#### [Task directions]
Write only the number of lines in the data that include the word "Solid".

#### [Given records]
//! Typed view of the Lottie document subset the renderer draws.
//!
//! Unknown layer and shape types are skipped rather than rejected so that
//! documents exported with extra features still render their supported parts.

use std::collections::HashMap;

use serde_json::Value;

use super::value::{Animated, BezierShape};
use crate::animation::engine::Marker;
use crate::error::{MediaError, MediaResult};

/// Root composition.
#[derive(Debug, Clone)]
pub struct Composition {
    pub width: f64,
    pub height: f64,
    pub frame_rate: f64,
    pub in_point: f64,
    pub out_point: f64,
    pub layers: Vec<LayerModel>,
    /// Precomposition layers by asset id
    pub precomps: HashMap<String, Vec<LayerModel>>,
    pub markers: Vec<Marker>,
}

#[derive(Debug, Clone)]
pub struct LayerModel {
    pub name: String,
    pub index: Option<i64>,
    pub parent: Option<i64>,
    pub in_point: f64,
    pub out_point: f64,
    pub start_time: f64,
    pub stretch: f64,
    pub hidden: bool,
    /// Track-matte source layers are not drawn
    pub is_matte_source: bool,
    pub transform: TransformModel,
    pub content: LayerContent,
}

#[derive(Debug, Clone)]
pub enum LayerContent {
    Shapes(Vec<ShapeItem>),
    Solid { color: [f64; 3], width: f64, height: f64 },
    Precomp { ref_id: String },
    Null,
}

#[derive(Debug, Clone)]
pub enum Position {
    Unified(Animated<Vec<f64>>),
    Split(Animated<f64>, Animated<f64>),
}

#[derive(Debug, Clone)]
pub struct TransformModel {
    pub anchor: Animated<Vec<f64>>,
    pub position: Position,
    pub scale: Animated<Vec<f64>>,
    pub rotation: Animated<f64>,
    pub opacity: Animated<f64>,
}

impl Default for TransformModel {
    fn default() -> Self {
        Self {
            anchor: Animated::Static(vec![0.0, 0.0]),
            position: Position::Unified(Animated::Static(vec![0.0, 0.0])),
            scale: Animated::Static(vec![100.0, 100.0]),
            rotation: Animated::Static(0.0),
            opacity: Animated::Static(100.0),
        }
    }
}

impl TransformModel {
    pub fn parse(ks: Option<&Value>) -> Self {
        let Some(ks) = ks else {
            return Self::default();
        };

        let position = match ks.get("p") {
            Some(p) if p.get("s").and_then(Value::as_bool) == Some(true) => Position::Split(
                Animated::parse_or(p.get("x"), 0.0),
                Animated::parse_or(p.get("y"), 0.0),
            ),
            p => Position::Unified(Animated::parse_or(p, vec![0.0, 0.0])),
        };

        Self {
            anchor: Animated::parse_or(ks.get("a"), vec![0.0, 0.0]),
            position,
            scale: Animated::parse_or(ks.get("s"), vec![100.0, 100.0]),
            rotation: Animated::parse_or(ks.get("r").or_else(|| ks.get("rz")), 0.0),
            opacity: Animated::parse_or(ks.get("o"), 100.0),
        }
    }
}

#[derive(Debug, Clone, Copy, PartialEq, Eq)]
pub enum LineCap {
    Butt,
    Round,
    Square,
}

#[derive(Debug, Clone, Copy, PartialEq, Eq)]
pub enum LineJoin {
    Miter,
    Round,
    Bevel,
}

#[derive(Debug, Clone)]
pub enum ShapeItem {
    Group {
        items: Vec<ShapeItem>,
        transform: Option<TransformModel>,
    },
    Rect {
        position: Animated<Vec<f64>>,
        size: Animated<Vec<f64>>,
        roundness: Animated<f64>,
    },
    Ellipse {
        position: Animated<Vec<f64>>,
        size: Animated<Vec<f64>>,
    },
    Path(Animated<BezierShape>),
    Fill {
        color: Animated<Vec<f64>>,
        opacity: Animated<f64>,
        even_odd: bool,
    },
    Stroke {
        color: Animated<Vec<f64>>,
        opacity: Animated<f64>,
        width: Animated<f64>,
        cap: LineCap,
        join: LineJoin,
        miter_limit: f64,
    },
}

fn number(value: &Value, key: &str) -> Option<f64> {
    value.get(key).and_then(Value::as_f64)
}

fn required(value: &Value, key: &str) -> MediaResult<f64> {
    number(value, key).ok_or_else(|| MediaError::invalid_animation(format!("missing numeric '{key}'")))
}

/// Parse `#rrggbb` into unit RGB.
pub fn parse_hex_color(hex: &str) -> Option<[f64; 3]> {
    let digits = hex.trim().trim_start_matches('#');
    if digits.len() != 6 || !digits.is_ascii() {
        return None;
    }
    let channel = |i: usize| u8::from_str_radix(&digits[i..i + 2], 16).ok().map(|v| v as f64 / 255.0);
    Some([channel(0)?, channel(2)?, channel(4)?])
}

impl Composition {
    pub fn parse(document: &Value) -> MediaResult<Self> {
        if !document.is_object() {
            return Err(MediaError::invalid_animation("document is not an object"));
        }

        let width = required(document, "w")?;
        let height = required(document, "h")?;
        let frame_rate = required(document, "fr")?;
        let in_point = required(document, "ip")?;
        let out_point = required(document, "op")?;

        let layers = parse_layers(document.get("layers"));

        let mut precomps = HashMap::new();
        for asset in document.get("assets").and_then(Value::as_array).into_iter().flatten() {
            if let (Some(id), Some(_)) = (asset.get("id").and_then(Value::as_str), asset.get("layers")) {
                precomps.insert(id.to_string(), parse_layers(asset.get("layers")));
            }
        }

        let markers = document
            .get("markers")
            .and_then(Value::as_array)
            .into_iter()
            .flatten()
            .filter_map(|m| {
                Some(Marker {
                    name: m.get("cm").and_then(Value::as_str).unwrap_or_default().to_string(),
                    time_frame: number(m, "tm")? - in_point,
                })
            })
            .collect();

        Ok(Self {
            width,
            height,
            frame_rate,
            in_point,
            out_point,
            layers,
            precomps,
            markers,
        })
    }

    /// Whole frames between the in and out points.
    pub fn total_frames(&self) -> u32 {
        (self.out_point - self.in_point).max(0.0).round() as u32
    }
}

fn parse_layers(value: Option<&Value>) -> Vec<LayerModel> {
    value
        .and_then(Value::as_array)
        .into_iter()
        .flatten()
        .filter_map(parse_layer)
        .collect()
}

fn parse_layer(layer: &Value) -> Option<LayerModel> {
    let ty = layer.get("ty").and_then(Value::as_i64)?;
    let content = match ty {
        0 => LayerContent::Precomp {
            ref_id: layer.get("refId").and_then(Value::as_str)?.to_string(),
        },
        1 => LayerContent::Solid {
            color: layer.get("sc").and_then(Value::as_str).and_then(parse_hex_color)?,
            width: number(layer, "sw").unwrap_or(0.0),
            height: number(layer, "sh").unwrap_or(0.0),
        },
        3 => LayerContent::Null,
        4 => LayerContent::Shapes(parse_shapes(layer.get("shapes"))),
        // image, text, audio and camera layers
        _ => return None,
    };

    Some(LayerModel {
        name: layer.get("nm").and_then(Value::as_str).unwrap_or_default().to_string(),
        index: layer.get("ind").and_then(Value::as_i64),
        parent: layer.get("parent").and_then(Value::as_i64),
        in_point: number(layer, "ip").unwrap_or(0.0),
        out_point: number(layer, "op").unwrap_or(f64::MAX),
        start_time: number(layer, "st").unwrap_or(0.0),
        stretch: number(layer, "sr").filter(|sr| *sr > 0.0).unwrap_or(1.0),
        hidden: layer.get("hd").and_then(Value::as_bool).unwrap_or(false),
        is_matte_source: layer.get("td").and_then(Value::as_i64).unwrap_or(0) != 0,
        transform: TransformModel::parse(layer.get("ks")),
        content,
    })
}

fn parse_shapes(value: Option<&Value>) -> Vec<ShapeItem> {
    value
        .and_then(Value::as_array)
        .into_iter()
        .flatten()
        .filter(|item| !item.get("hd").and_then(Value::as_bool).unwrap_or(false))
        .filter_map(parse_shape)
        .collect()
}

fn parse_shape(item: &Value) -> Option<ShapeItem> {
    let ty = item.get("ty").and_then(Value::as_str)?;
    let shape = match ty {
        "gr" => {
            let children = item.get("it").and_then(Value::as_array);
            let transform = children
                .into_iter()
                .flatten()
                .find(|child| child.get("ty").and_then(Value::as_str) == Some("tr"))
                .map(|tr| TransformModel::parse(Some(tr)));
            ShapeItem::Group {
                items: parse_shapes(item.get("it")),
                transform,
            }
        }
        "rc" => ShapeItem::Rect {
            position: Animated::parse_or(item.get("p"), vec![0.0, 0.0]),
            size: Animated::parse_or(item.get("s"), vec![0.0, 0.0]),
            roundness: Animated::parse_or(item.get("r"), 0.0),
        },
        "el" => ShapeItem::Ellipse {
            position: Animated::parse_or(item.get("p"), vec![0.0, 0.0]),
            size: Animated::parse_or(item.get("s"), vec![0.0, 0.0]),
        },
        "sh" => ShapeItem::Path(item.get("ks").and_then(Animated::parse)?),
        "fl" => ShapeItem::Fill {
            color: Animated::parse_or(item.get("c"), vec![0.0, 0.0, 0.0]),
            opacity: Animated::parse_or(item.get("o"), 100.0),
            even_odd: item.get("r").and_then(Value::as_i64) == Some(2),
        },
        "st" => ShapeItem::Stroke {
            color: Animated::parse_or(item.get("c"), vec![0.0, 0.0, 0.0]),
            opacity: Animated::parse_or(item.get("o"), 100.0),
            width: Animated::parse_or(item.get("w"), 1.0),
            cap: match item.get("lc").and_then(Value::as_i64) {
                Some(2) => LineCap::Round,
                Some(3) => LineCap::Square,
                _ => LineCap::Butt,
            },
            join: match item.get("lj").and_then(Value::as_i64) {
                Some(2) => LineJoin::Round,
                Some(3) => LineJoin::Bevel,
                _ => LineJoin::Miter,
            },
            miter_limit: number(item, "ml").unwrap_or(4.0),
        },
        // group transforms are read by the parent; trims, repeaters,
        // gradients and merges are not drawn
        _ => return None,
    };
    Some(shape)
}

#### [Finished exercise]
2